From mboxrd@z Thu Jan  1 00:00:00 1970
Return-Path: <linux-kernel-owner@vger.kernel.org>
Received: (majordomo@vger.kernel.org) by vger.kernel.org via listexpand
	id S1753448Ab1AZPgQ (ORCPT <rfc822;w@1wt.eu>);
	Wed, 26 Jan 2011 10:36:16 -0500
Received: from mx1.redhat.com ([209.132.183.28]:46669 "EHLO mx1.redhat.com"
	rhost-flags-OK-OK-OK-OK) by vger.kernel.org with ESMTP
	id S1750816Ab1AZPgO (ORCPT <rfc822;linux-kernel@vger.kernel.org>);
	Wed, 26 Jan 2011 10:36:14 -0500
Subject: Re: [PATCH 01/16] KVM-HDR: register KVM basic header infrastructure
From: Glauber Costa <glommer@redhat.com>
To: Avi Kivity <avi@redhat.com>
Cc: kvm@vger.kernel.org, linux-kernel@vger.kernel.org, aliguori@us.ibm.com
In-Reply-To: <4D4039CB.6060008@redhat.com>
References: <1295892397-11354-1-git-send-email-glommer@redhat.com>
	 <1295892397-11354-2-git-send-email-glommer@redhat.com>
	 <4D400045.2000405@redhat.com>
	 <1296044013.15920.47.camel@mothafucka.localdomain>
	 <4D4039CB.6060008@redhat.com>
Content-Type: text/plain; charset="UTF-8"
Organization: Red Hat
Date: Wed, 26 Jan 2011 13:36:10 -0200
Message-ID: <1296056170.3591.14.camel@mothafucka.localdomain>
Mime-Version: 1.0
Content-Transfer-Encoding: 7bit
Sender: linux-kernel-owner@vger.kernel.org
List-ID: <linux-kernel.vger.kernel.org>
X-Mailing-List: linux-kernel@vger.kernel.org

On Wed, 2011-01-26 at 17:12 +0200, Avi Kivity wrote:
> On 01/26/2011 02:13 PM, Glauber Costa wrote:
> > >
> > >  - it doesn't lend itself will to live migration.  Extra state must be
> > >  maintained in the hypervisor.
> > Yes, but can be queried at any time as well. I don't do it in this
> > patch, but this is explicitly mentioned in my TODO.
> 
> Using the existing method (MSRs) takes care of this, which reduces churn.

No, it doesn't.

First, we have to explicitly list some msrs for save/restore in
userspace anyway. But also, the MSRs only holds values. For the case I'm
trying to hit here, being: msrs being used to register something, like
kvmclock, there is usually accompanying code as well.
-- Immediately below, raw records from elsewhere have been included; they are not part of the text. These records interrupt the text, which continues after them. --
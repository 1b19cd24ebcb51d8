// Copyright (c) 2023 Jonathan "Razordor" Alan Thomason
#![allow(clippy::upper_case_acronyms)]
#![allow(non_snake_case)]

use std::ffi;
pub use std::os::windows::raw::HANDLE;

pub type HMODULE = *mut ffi::c_void;
pub type PCWSTR = *const u16;
pub type PCSTR = *const ffi::c_char;
pub type BOOL = i32;
pub type DWORD = u32;

extern "system" {
	pub fn LoadLibraryExW(lplibfilename: PCWSTR, hfile: HANDLE, dwflags: DWORD) -> HMODULE;
	pub fn GetProcAddress(handle: HMODULE, symbol: PCSTR) -> *const ffi::c_void;
	pub fn FreeLibrary(hlibmodule: HMODULE) -> BOOL;
}
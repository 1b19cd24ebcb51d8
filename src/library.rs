// Copyright (c) 2023 Jonathan "Razordor" Alan Thomason

use std::ffi::CString;
use std::marker::PhantomData;
use std::mem;
use std::path::{Path, PathBuf};

use crate::load::{Loader, System};
use crate::{scratch, Error, Result, Symbol};

// Rejects pointer casts to anything that is not pointer sized.
struct AssertPtrSized<F>(PhantomData<F>);
impl<F> AssertPtrSized<F> {
	const OK: () = assert!(
		mem::size_of::<F>() == mem::size_of::<*const ()>(),
		"symbols can only be reinterpreted as pointer sized types"
	);
}

/// An owned handle to a shared library loaded into this process.
///
/// At most one module is held at a time. When the `SharedLibrary` is dropped the module is
/// unloaded first, then the cleanup directory (if any) is removed along with everything in it.
///
/// # Examples
///
/// ```no_run
/// use shlib::SharedLibrary;
/// use std::ffi::c_int;
///
/// let lib = unsafe { SharedLibrary::new("libadder.so") }?;
/// let add: unsafe extern "C" fn(c_int, c_int) -> c_int = unsafe { lib.get("add") }?;
/// assert_eq!(unsafe { add(2, 3) }, 5);
/// # Ok::<(), shlib::Error>(())
/// ```
#[derive(Debug)]
pub struct SharedLibrary<L: Loader = System> {
	path: PathBuf,
	// library handle
	hlib: Option<L>,
	cleanup_dir: Option<PathBuf>,
}

impl SharedLibrary {
	/// Loads the shared library at `path`.
	///
	/// # Safety
	///
	/// Loading a library runs its initialization routines, and unloading it runs its
	/// termination routines. Both are arbitrary foreign code.
	///
	/// # Errors
	///
	/// Returns [`Error::Load`] with the loader's diagnostic if the module cannot be loaded.
	#[inline]
	pub unsafe fn new<P: AsRef<Path>>(path: P) -> Result<Self> {
		Self::open(path, None)
	}

	/// Loads the shared library at `path`, and removes `cleanup_dir` recursively once the
	/// returned handle is dropped.
	///
	/// If loading fails, `cleanup_dir` is left untouched.
	///
	/// # Safety
	///
	/// See [`SharedLibrary::new`].
	#[inline]
	pub unsafe fn with_cleanup_dir<P, D>(path: P, cleanup_dir: D) -> Result<Self>
	where
		P: AsRef<Path>,
		D: Into<PathBuf>,
	{
		Self::open(path, Some(cleanup_dir.into()))
	}

	/// Copies the library at `path` into a fresh scratch directory and loads the copy.
	///
	/// The scratch directory becomes the cleanup directory. Each call loads an independent
	/// copy, so the original file may be rewritten while the copy stays loaded.
	///
	/// # Safety
	///
	/// See [`SharedLibrary::new`].
	///
	/// # Errors
	///
	/// Returns [`Error::Io`] if the copy cannot be made, or [`Error::Load`] naming `path` if the
	/// copy cannot be loaded. The scratch directory is removed in both cases.
	pub unsafe fn load_copy<P: AsRef<Path>>(path: P) -> Result<Self> {
		let path = path.as_ref();
		let (staged, dir) = scratch::stage_copy(path)?;
		let hlib = match Self::open_raw(&staged) {
			Ok(hlib) => hlib,
			// the staged copy is deleted with `dir`, so report the caller's path
			Err(Error::Load { message, .. }) => {
				return Err(Error::Load {
					path: path.to_owned(),
					message: format!("{message} (loaded from copy `{}`)", staged.display()),
				})
			}
			Err(e) => return Err(e),
		};
		// ownership of the directory moves to the handle's teardown
		let dir = dir.keep();
		Ok(Self {
			path: staged,
			hlib: Some(hlib),
			cleanup_dir: Some(dir),
		})
	}
}

impl<L: Loader> SharedLibrary<L> {
	/// Loads the library at `path` through the loader `L`.
	///
	/// A failed load returns before the handle exists, so `cleanup_dir` is never removed
	/// on that path.
	///
	/// # Safety
	///
	/// See [`SharedLibrary::new`].
	pub unsafe fn open<P: AsRef<Path>>(path: P, cleanup_dir: Option<PathBuf>) -> Result<Self> {
		let path = path.as_ref();
		let hlib = Self::open_raw(path)?;
		Ok(Self {
			path: path.to_owned(),
			hlib: Some(hlib),
			cleanup_dir,
		})
	}

	unsafe fn open_raw(path: &Path) -> Result<L> {
		match L::open(path) {
			Ok(hlib) => {
				tracing::debug!(path = %path.display(), "loaded library");
				Ok(hlib)
			}
			Err(e) => Err(Error::Load {
				path: path.to_owned(),
				message: e.to_string(),
			}),
		}
	}

	/// Replaces the loaded module with the one at `path`.
	///
	/// The current module is unloaded first. On failure nothing is loaded afterwards
	/// and the stored path keeps its previous value.
	///
	/// # Safety
	///
	/// See [`SharedLibrary::new`]. Addresses previously copied out with
	/// [`get`](SharedLibrary::get) become dangling.
	pub unsafe fn load<P: AsRef<Path>>(&mut self, path: P) -> Result<()> {
		self.unload();
		let path = path.as_ref();
		let hlib = Self::open_raw(path)?;
		self.hlib = Some(hlib);
		self.path = path.to_owned();
		Ok(())
	}

	/// Unloads the current module, if any.
	///
	/// A platform failure to release the module is logged as a warning and otherwise
	/// ignored; the handle is given up either way.
	pub fn unload(&mut self) {
		if let Some(hlib) = self.hlib.take() {
			match unsafe { hlib.close() } {
				Ok(()) => tracing::debug!(path = %self.path.display(), "unloaded library"),
				Err(source) => {
					let warning = Error::Unload {
						path: self.path.clone(),
						source,
					};
					tracing::warn!(path = %self.path.display(), error = %warning, "library unload failed");
				}
			}
		}
	}

	/// Resolves `name` in the loaded module.
	///
	/// # Errors
	///
	/// * [`Error::NotLoaded`] if no module is loaded.
	/// * [`Error::InvalidName`] if `name` is empty or contains a nul byte.
	/// * [`Error::SymbolNotFound`] if the module does not export `name`.
	pub fn symbol(&self, name: &str) -> Result<Symbol<'_>> {
		let Some(hlib) = self.hlib.as_ref() else {
			return Err(Error::NotLoaded {
				name: name.to_owned(),
			});
		};
		let c_name = match CString::new(name) {
			Ok(c_name) if !name.is_empty() => c_name,
			_ => {
				return Err(Error::InvalidName {
					name: name.to_owned(),
				})
			}
		};
		match unsafe { hlib.symbol(&c_name) } {
			Ok(addr) => {
				tracing::debug!(path = %self.path.display(), symbol = name, "resolved symbol");
				Ok(Symbol::new(addr))
			}
			Err(e) => Err(Error::SymbolNotFound {
				name: name.to_owned(),
				path: self.path.clone(),
				message: e.to_string(),
			}),
		}
	}

	/// Resolves `name` and reinterprets its address as `F`, typically a function pointer.
	///
	/// `F` must be pointer sized, which is checked at compile time.
	///
	/// # Safety
	///
	/// `F` must match the actual type of the symbol, and the returned value must not be
	/// used after the module is unloaded or replaced.
	///
	/// # Errors
	///
	/// See [`SharedLibrary::symbol`].
	pub unsafe fn get<F: Copy>(&self, name: &str) -> Result<F> {
		#[allow(clippy::let_unit_value)]
		let () = AssertPtrSized::<F>::OK;
		let addr = self.symbol(name)?.as_ptr();
		Ok(mem::transmute_copy::<*const std::ffi::c_void, F>(&addr))
	}

	/// The path of the most recently loaded module.
	#[inline]
	pub fn path(&self) -> &Path {
		&self.path
	}

	/// The directory removed on drop, if any.
	#[inline]
	pub fn cleanup_dir(&self) -> Option<&Path> {
		self.cleanup_dir.as_deref()
	}

	/// Returns `true` if a module is currently loaded.
	#[inline]
	pub fn is_loaded(&self) -> bool {
		self.hlib.is_some()
	}
}

impl<L: Loader> Drop for SharedLibrary<L> {
	fn drop(&mut self) {
		self.unload();
		if let Some(dir) = self.cleanup_dir.take() {
			scratch::remove_dir(&dir);
		}
	}
}

#[cfg(test)]
mod tests {
	use super::*;
	use std::cell::RefCell;
	use std::ffi::{c_void, CStr};
	use std::io;
	use std::ptr::NonNull;

	thread_local! {
		static EVENTS: RefCell<Vec<String>> = const { RefCell::new(Vec::new()) };
	}

	fn record(event: String) {
		EVENTS.with(|events| events.borrow_mut().push(event));
	}

	fn take_events() -> Vec<String> {
		EVENTS.with(|events| mem::take(&mut *events.borrow_mut()))
	}

	static EXPORTED: u8 = 0;

	// Scripted loader: paths named `missing` fail to open, paths containing `pinned`
	// fail to close, and only `exported` resolves.
	#[derive(Debug)]
	struct Scripted(PathBuf);

	unsafe impl Loader for Scripted {
		unsafe fn open(path: &Path) -> io::Result<Self> {
			if path.ends_with("missing") {
				return Err(io::Error::new(io::ErrorKind::NotFound, "no such module"));
			}
			record(format!("open {}", path.display()));
			Ok(Self(path.to_owned()))
		}

		unsafe fn symbol(&self, name: &CStr) -> io::Result<NonNull<c_void>> {
			if name.to_bytes() == b"exported" {
				Ok(NonNull::from(&EXPORTED).cast())
			} else {
				Err(io::Error::new(io::ErrorKind::Other, "undefined symbol"))
			}
		}

		unsafe fn close(self) -> io::Result<()> {
			let dir_exists = match self.0.parent() {
				Some(dir) if !dir.as_os_str().is_empty() => dir.exists(),
				_ => true,
			};
			record(format!("close {} dir_exists={dir_exists}", self.0.display()));
			if self.0.to_string_lossy().contains("pinned") {
				Err(io::Error::new(io::ErrorKind::Other, "module is pinned"))
			} else {
				Ok(())
			}
		}
	}

	#[test]
	fn test_reload_closes_previous() {
		take_events();
		let mut lib = unsafe { SharedLibrary::<Scripted>::open("first", None) }.unwrap();
		unsafe { lib.load("second") }.unwrap();
		assert_eq!(lib.path(), Path::new("second"));
		assert_eq!(
			take_events(),
			["open first", "close first dir_exists=true", "open second"]
		);
		drop(lib);
		assert_eq!(take_events(), ["close second dir_exists=true"]);
	}

	#[test]
	fn test_failed_load_leaves_nothing_loaded() {
		take_events();
		let mut lib = unsafe { SharedLibrary::<Scripted>::open("first", None) }.unwrap();
		let err = unsafe { lib.load("missing") }.unwrap_err();
		assert_eq!(err.kind(), crate::ErrorKind::Load);
		assert!(err.to_string().contains("no such module"));
		assert!(!lib.is_loaded());
		assert_eq!(lib.path(), Path::new("first"));

		let err = lib.symbol("exported").unwrap_err();
		assert_eq!(err.kind(), crate::ErrorKind::NotLoaded);

		// already unloaded, both are no-ops
		lib.unload();
		drop(lib);
		assert_eq!(take_events(), ["open first", "close first dir_exists=true"]);
	}

	#[test]
	fn test_unload_failure_is_swallowed() {
		take_events();
		let mut lib = unsafe { SharedLibrary::<Scripted>::open("pinned", None) }.unwrap();
		let logs = crate::testing::capture_warnings(|| lib.unload());
		assert!(!lib.is_loaded());
		assert!(logs.contains("WARN"), "{logs}");
		assert!(logs.contains("library unload failed"), "{logs}");
		assert!(logs.contains("path=pinned"), "{logs}");
		assert!(logs.contains("module is pinned"), "{logs}");

		// nothing left to release, so nothing more is reported
		let logs = crate::testing::capture_warnings(|| lib.unload());
		assert!(logs.is_empty(), "{logs}");
		assert_eq!(take_events(), ["open pinned", "close pinned dir_exists=true"]);
	}

	#[test]
	fn test_clean_unload_is_quiet() {
		let lib = unsafe { SharedLibrary::<Scripted>::open("first", None) }.unwrap();
		let logs = crate::testing::capture_warnings(|| drop(lib));
		assert!(logs.is_empty(), "{logs}");
	}

	// a regular file cannot be removed as a directory tree
	#[cfg(unix)]
	#[test]
	fn test_cleanup_failure_is_logged() {
		let parent = tempfile::tempdir().unwrap();
		let not_a_dir = parent.path().join("scratch");
		std::fs::write(&not_a_dir, b"plain file").unwrap();

		let lib =
			unsafe { SharedLibrary::<Scripted>::open("first", Some(not_a_dir.clone())) }.unwrap();
		let logs = crate::testing::capture_warnings(|| drop(lib));
		assert!(logs.contains("WARN"), "{logs}");
		assert!(logs.contains("failed to remove cleanup directory"), "{logs}");
		assert!(logs.contains(&*not_a_dir.to_string_lossy()), "{logs}");
		assert!(not_a_dir.exists());
	}

	#[test]
	fn test_teardown_unloads_before_removing_dir() {
		take_events();
		let parent = tempfile::tempdir().unwrap();
		let dir = parent.path().join("scratch");
		std::fs::create_dir(&dir).unwrap();
		let module = dir.join("pinned.so");

		let lib = unsafe { SharedLibrary::<Scripted>::open(&module, Some(dir.clone())) }.unwrap();
		assert_eq!(lib.cleanup_dir(), Some(dir.as_path()));
		drop(lib);

		let events = take_events();
		assert_eq!(events.len(), 2);
		assert!(events[1].ends_with("dir_exists=true"));
		assert!(!dir.exists());
	}

	#[test]
	fn test_failed_open_keeps_cleanup_dir() {
		let parent = tempfile::tempdir().unwrap();
		let err = unsafe {
			SharedLibrary::<Scripted>::open("missing", Some(parent.path().to_owned()))
		}
		.unwrap_err();
		assert_eq!(err.kind(), crate::ErrorKind::Load);
		assert!(parent.path().exists());
	}

	#[test]
	fn test_symbol_lookup() {
		let lib = unsafe { SharedLibrary::<Scripted>::open("first", None) }.unwrap();
		let a = lib.symbol("exported").unwrap();
		let b = lib.symbol("exported").unwrap();
		assert_eq!(a, b);
		assert_eq!(a.as_ptr(), (&EXPORTED as *const u8).cast::<c_void>());

		let byte: *const u8 = unsafe { lib.get("exported") }.unwrap();
		assert_eq!(unsafe { *byte }, 0);

		match lib.symbol("subtract") {
			Err(Error::SymbolNotFound { name, path, .. }) => {
				assert_eq!(name, "subtract");
				assert_eq!(path, Path::new("first"));
			}
			other => panic!("unexpected result: {other:?}"),
		}
	}

	#[test]
	fn test_resolution_logged_at_debug() {
		let lib = unsafe { SharedLibrary::<Scripted>::open("first", None) }.unwrap();
		let logs = crate::testing::capture_logs(tracing::Level::DEBUG, || {
			lib.symbol("exported").unwrap();
		});
		let line = logs.lines().find(|line| line.contains("resolved symbol")).unwrap_or_default();
		assert!(line.contains("DEBUG"), "{logs}");
		assert!(line.contains("symbol=\"exported\"") || line.contains("symbol=exported"), "{logs}");
	}

	#[test]
	fn test_invalid_names() {
		let lib = unsafe { SharedLibrary::<Scripted>::open("first", None) }.unwrap();
		assert_eq!(lib.symbol("").unwrap_err().kind(), crate::ErrorKind::InvalidName);
		assert_eq!(
			lib.symbol("ex\0ported").unwrap_err().kind(),
			crate::ErrorKind::InvalidName
		);
	}
}
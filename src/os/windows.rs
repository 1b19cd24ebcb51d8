// Copyright (c) 2023 Jonathan "Razordor" Alan Thomason
use std::os::windows::ffi::OsStrExt;
use std::{ffi, io, ptr};

use super::Handle;

mod c;

fn to_wide(path: &ffi::OsStr) -> Vec<u16> {
	path.encode_wide().chain(std::iter::once(0u16)).collect()
}

#[inline]
pub(crate) unsafe fn dylib_open(path: &ffi::OsStr) -> io::Result<Handle> {
	let wide_str: Vec<u16> = to_wide(path);
	if wide_str[..wide_str.len() - 1].contains(&0) {
		return Err(io::Error::new(
			io::ErrorKind::InvalidInput,
			"path contains an interior nul",
		));
	}
	// windows dumps *all* error info into the thread's last error.
	ptr::NonNull::new(c::LoadLibraryExW(wide_str.as_ptr(), ptr::null_mut(), 0))
		.ok_or_else(io::Error::last_os_error)
}

#[inline]
pub(crate) unsafe fn dylib_close(lib_handle: Handle) -> io::Result<()> {
	if c::FreeLibrary(lib_handle.as_ptr()) == 0 {
		Err(io::Error::last_os_error())
	} else {
		Ok(())
	}
}

#[inline]
pub(crate) unsafe fn dylib_symbol(lib_handle: Handle, name: &ffi::CStr) -> io::Result<Handle> {
	ptr::NonNull::new(c::GetProcAddress(lib_handle.as_ptr(), name.as_ptr()).cast_mut())
		.ok_or_else(io::Error::last_os_error)
}
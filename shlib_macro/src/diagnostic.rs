// Copyright (c) 2023 Jonathan "Razordor" Alan Thomason
use syn::spanned::Spanned;
use syn::{Error, ForeignItem, ItemForeignMod};

/// Folds every error into the last one so they are all reported at once.
pub(crate) fn combine(mut errors: Vec<Error>) -> Option<Error> {
    let mut main_err = errors.pop()?;
    for err in errors {
        main_err.combine(err);
    }
    Some(main_err)
}

// Names taken by the generated table itself: the loader method and the lifetime marker field.
pub(crate) const RESERVED: &[&str] = &["load", "__lib"];

// Rejects everything a symbol table cannot express.
pub(crate) fn check_foreign_mod(foreign_mod: &ItemForeignMod) -> syn::Result<()> {
    let mut errors = vec![];
    for mod_attr in foreign_mod.attrs.iter() {
        if !mod_attr.path().is_ident("doc") {
            errors.push(Error::new(
                mod_attr.span(),
                "only doc comments may be placed on a symbol table",
            ));
        }
    }
    for item in foreign_mod.items.iter() {
        let ForeignItem::Fn(fn_item) = item else {
            errors.push(Error::new(item.span(), "only functions may be placed in a symbol table"));
            continue;
        };
        let sig = &fn_item.sig;
        if RESERVED.iter().any(|reserved| sig.ident == reserved) {
            errors.push(Error::new(
                sig.ident.span(),
                format!(
                    "`{0}` is reserved; rename it and use `#[link_name = \"{0}\"]`",
                    sig.ident
                ),
            ));
        }
        if let Some(variadic) = &sig.variadic {
            errors.push(Error::new(variadic.span(), "variadic functions are unsupported"));
        }
        if !sig.generics.params.is_empty() {
            errors.push(Error::new(sig.generics.span(), "generic functions are unsupported"));
        }
        for arg in sig.inputs.iter() {
            if let syn::FnArg::Receiver(rec) = arg {
                errors.push(Error::new(rec.span(), "`self` arguments are unsupported"));
            }
        }
    }
    match combine(errors) {
        Some(err) => Err(err),
        None => Ok(()),
    }
}
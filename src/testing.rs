// Copyright (c) 2023 Jonathan "Razordor" Alan Thomason
use std::io;
use std::sync::{Arc, Mutex};

// Shared buffer the fmt subscriber writes formatted events into.
#[derive(Clone, Default)]
struct Captured(Arc<Mutex<Vec<u8>>>);

impl io::Write for Captured {
	fn write(&mut self, buf: &[u8]) -> io::Result<usize> {
		self.0.lock().unwrap().extend_from_slice(buf);
		Ok(buf.len())
	}

	fn flush(&mut self) -> io::Result<()> {
		Ok(())
	}
}

impl<'a> tracing_subscriber::fmt::MakeWriter<'a> for Captured {
	type Writer = Captured;

	fn make_writer(&'a self) -> Self::Writer {
		self.clone()
	}
}

/// Runs `f` with a thread-local subscriber and returns every event at `level` or higher.
pub(crate) fn capture_logs<F: FnOnce()>(level: tracing::Level, f: F) -> String {
	let captured = Captured::default();
	let subscriber = tracing_subscriber::fmt()
		.with_writer(captured.clone())
		.with_ansi(false)
		.with_max_level(level)
		.finish();
	tracing::subscriber::with_default(subscriber, f);
	let bytes = captured.0.lock().unwrap().clone();
	String::from_utf8(bytes).unwrap()
}

#[inline]
pub(crate) fn capture_warnings<F: FnOnce()>(f: F) -> String {
	capture_logs(tracing::Level::WARN, f)
}
// Copyright (c) 2023 Jonathan "Razordor" Alan Thomason
use syn::punctuated::Punctuated;
use syn::{spanned::Spanned, *};

pub struct AttrData {
	pub name: Ident,
}

impl TryFrom<Punctuated<Expr, Token!(,)>> for AttrData {
	type Error = syn::Error;
	fn try_from(value: Punctuated<Expr, Token!(,)>) -> Result<Self> {
		let mut maybe_name: Option<Ident> = None;
		let mut errors = vec![];
		const EXPECTED_KW: &str = "Expected `name = <identifier>`.";

		for expr in value.iter() {
			match expr {
				Expr::Assign(assign) => {
					let (assign_left, assign_right) = (assign.left.as_ref(), assign.right.as_ref());

					let Expr::Path(ExprPath { path, .. }) = assign_left else {
						errors.push(Error::new(assign_left.span(), EXPECTED_KW));
						continue;
					};
					if path.is_ident("name") {
						// Branch for syntax: #[symbol_table(name = <ident>)]
						match assign_right {
							Expr::Path(ExprPath { path, .. }) if path.get_ident().is_some() => {
								if maybe_name.is_none() {
									maybe_name = path.get_ident().cloned();
								} else {
									errors.push(Error::new(assign.span(), "name is already defined"));
								}
							}
							right => errors.push(Error::new(right.span(), "Expected identifier.")),
						}
					} else {
						errors.push(Error::new(assign_left.span(), EXPECTED_KW));
					}
				}

				// Branch for everything else.
				expr => errors.push(Error::new(expr.span(), EXPECTED_KW)),
			}
		}
		if maybe_name.is_none() && errors.is_empty() {
			errors.push(Error::new(
				value.span(),
				"No table name detected. Suggest using: `name = <identifier>`.",
			));
		}

		// if there are any errors this will immediately combine and return early.
		match (maybe_name, crate::diagnostic::combine(errors)) {
			(_, Some(err)) => Err(err),
			(Some(name), None) => Ok(Self { name }),
			(None, None) => Err(Error::new(value.span(), EXPECTED_KW)),
		}
	}
}
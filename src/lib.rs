// Copyright (c) 2023 Jonathan "Razordor" Alan Thomason
//! Owned handles to shared libraries.
//!
//! A [`SharedLibrary`] holds at most one loaded module, resolves symbols from it by name, and
//! releases it when dropped. It can also own a scratch directory holding the library file,
//! which is removed after the module is unloaded.
//!
//! The platform loader sits behind the [`Loader`] trait; [`System`] selects
//! `dlopen`/`dlsym`/`dlclose` on unix and `LoadLibraryExW`/`GetProcAddress`/`FreeLibrary` on
//! windows at compile time.
//!
//! Events are reported through [`tracing`]; this crate never installs a subscriber.

// lets `symbol_table` expansions name `::shlib` from inside this crate
extern crate self as shlib;

pub mod error;
pub mod load;
mod library;
mod os;
mod scratch;
mod sym;
#[cfg(test)]
mod testing;

pub use error::{Error, ErrorKind};
pub use library::SharedLibrary;
pub use load::{Loader, System};
pub use sym::Symbol;

/// Generates a typed table of function pointers resolved from a [`SharedLibrary`].
///
/// # Examples
///
/// ```no_run
/// use shlib::{symbol_table, SharedLibrary};
/// use std::ffi::c_int;
///
/// #[symbol_table(name = Adder)]
/// extern "C" {
/// 	fn add(a: c_int, b: c_int) -> c_int;
/// 	#[link_name = "adder_only"]
/// 	fn answer() -> c_int;
/// }
///
/// let lib = unsafe { SharedLibrary::new("libadder.so") }?;
/// let adder = Adder::load(&lib)?;
/// assert_eq!(unsafe { adder.add(2, 3) }, 5);
/// # Ok::<(), shlib::Error>(())
/// ```
pub use shlib_macro::symbol_table;

/// The result of a shlib function
pub type Result<T> = std::result::Result<T, error::Error>;
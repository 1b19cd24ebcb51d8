// Copyright (c) 2023 Jonathan "Razordor" Alan Thomason

use std::ffi::{c_void, CStr};
use std::io;
use std::path::Path;
use std::ptr::NonNull;

use crate::os::{self, imp};

/// Used to specify the platform loader backing a [`SharedLibrary`](crate::SharedLibrary).
///
/// An implementor is the loaded module itself: `open` produces one, `close` consumes it.
/// `Loader` can also be used to make custom loaders.
///
/// # Safety
///
/// `symbol` must only return addresses that stay valid until `close` is called.
pub unsafe trait Loader: Sized {
	/// Attempts to open a shared library.
	///
	/// On failure the error carries the platform's diagnostic.
	unsafe fn open(path: &Path) -> io::Result<Self>;
	/// Retrieves the raw address of `name`.
	unsafe fn symbol(&self, name: &CStr) -> io::Result<NonNull<c_void>>;
	/// Releases the module.
	///
	/// # Errors
	/// May error depending on system call.
	unsafe fn close(self) -> io::Result<()>;
}

/// An object providing access to a shared library opened through the operating system.
///
/// Unix uses `dlopen`/`dlsym`/`dlclose`, windows uses `LoadLibraryExW`/`GetProcAddress`/`FreeLibrary`.
#[derive(Debug)]
pub struct System(os::Handle);

// internal type is opaque and managed by OS, so it's `Send` safe
unsafe impl Send for System {}

unsafe impl Loader for System {
	#[inline]
	unsafe fn open(path: &Path) -> io::Result<Self> {
		imp::dylib_open(path.as_os_str()).map(Self)
	}

	#[inline]
	unsafe fn symbol(&self, name: &CStr) -> io::Result<NonNull<c_void>> {
		imp::dylib_symbol(self.0, name)
	}

	/// Decrements reference counter to shared library. When reference counter hits zero the library is unloaded.
	#[inline]
	unsafe fn close(self) -> io::Result<()> {
		imp::dylib_close(self.0)
	}
}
> > >  - it isn't how normal hardware operates
> > Since we're trying to go for guest cooperation here, I don't really see
> > a need to stay close to hardware here.
> 
> For Linux there is not much difference, since we can easily adapt it.
> But we don't know the impact on other guests, and we can't refactor 
> them.  Staying close to precedent means it will be easier for other 
> guests to work with a kvm host, if they choose.

I honestly don't see the difference. I am not proposing anything
terribly different, in the end, for the sake of this specific point of
guest supportability it's all 1 msr+cpuid vs n msr+cpuid.

> 
> > >
> > >  what's wrong with extending the normal approach of one msr per feature?
> >
> > * It's harder to do discovery with MSRs. You can't just rely on getting
> > an error before the idts are properly setups. The way I am proposing
> > allow us to just try to register a memory area, and get a failure if we
> > can't handle it, at any time
> 
> Use cpuid to ensure that you won't get a #GP.
Again, that increases confusion, IMHO. Your hypervisor may have a
feature, userspace lack it, and then you end up figuring why something
does not work.

> 
> > * To overcome the above, we had usually relied on cpuids. This requires
> > qemu/userspace cooperation for feature enablement
> 
> We need that anyway.  The kernel cannot enable features on its own since 
> that breaks live migration.

That is true. But easy to overcome as well.

> > * This mechanism just bumps us out to userspace if we can't handle a
> > request. As such, it allows for pure guest kernel ->  userspace
> > communication, that can be used, for instance, to emulate new features
> > in older hypervisors one does not want to change. BTW, maybe there is
> > value in exiting to userspace even if we stick to the
> > one-msr-per-feature approach?
> 
> Yes.
> 
> I'm not 100% happy with emulating MSRs in userspace, but we can think 
> about a mechanism that allows userspace to designate certain MSRs as 
> handled by userspace.
> 
> Before we do that I'd like to see what fraction of MSRs can be usefully 
> emulated in userspace (beyond those that just store a value and ignore it).

None of the existing. But for instance, I was discussing this issue with
anthony a while ago, and he thinks that in order to completely avoid
bogus softlockups, qemu/userspace, which is the entity here that knows
when it has stopped (think ctrl+Z or stop + cont, save/restore, etc),
could notify this to the guest kernel directly through a shared variable
like this.

See, this is not about "new features", but rather, about between pieces
of memory. So what I'm doing in the end is just generalizing "an MSR for
shared memory", instead of one new MSR for each piece of data.

Maybe I was unfortunate to mention async_pf in the description to begin
with.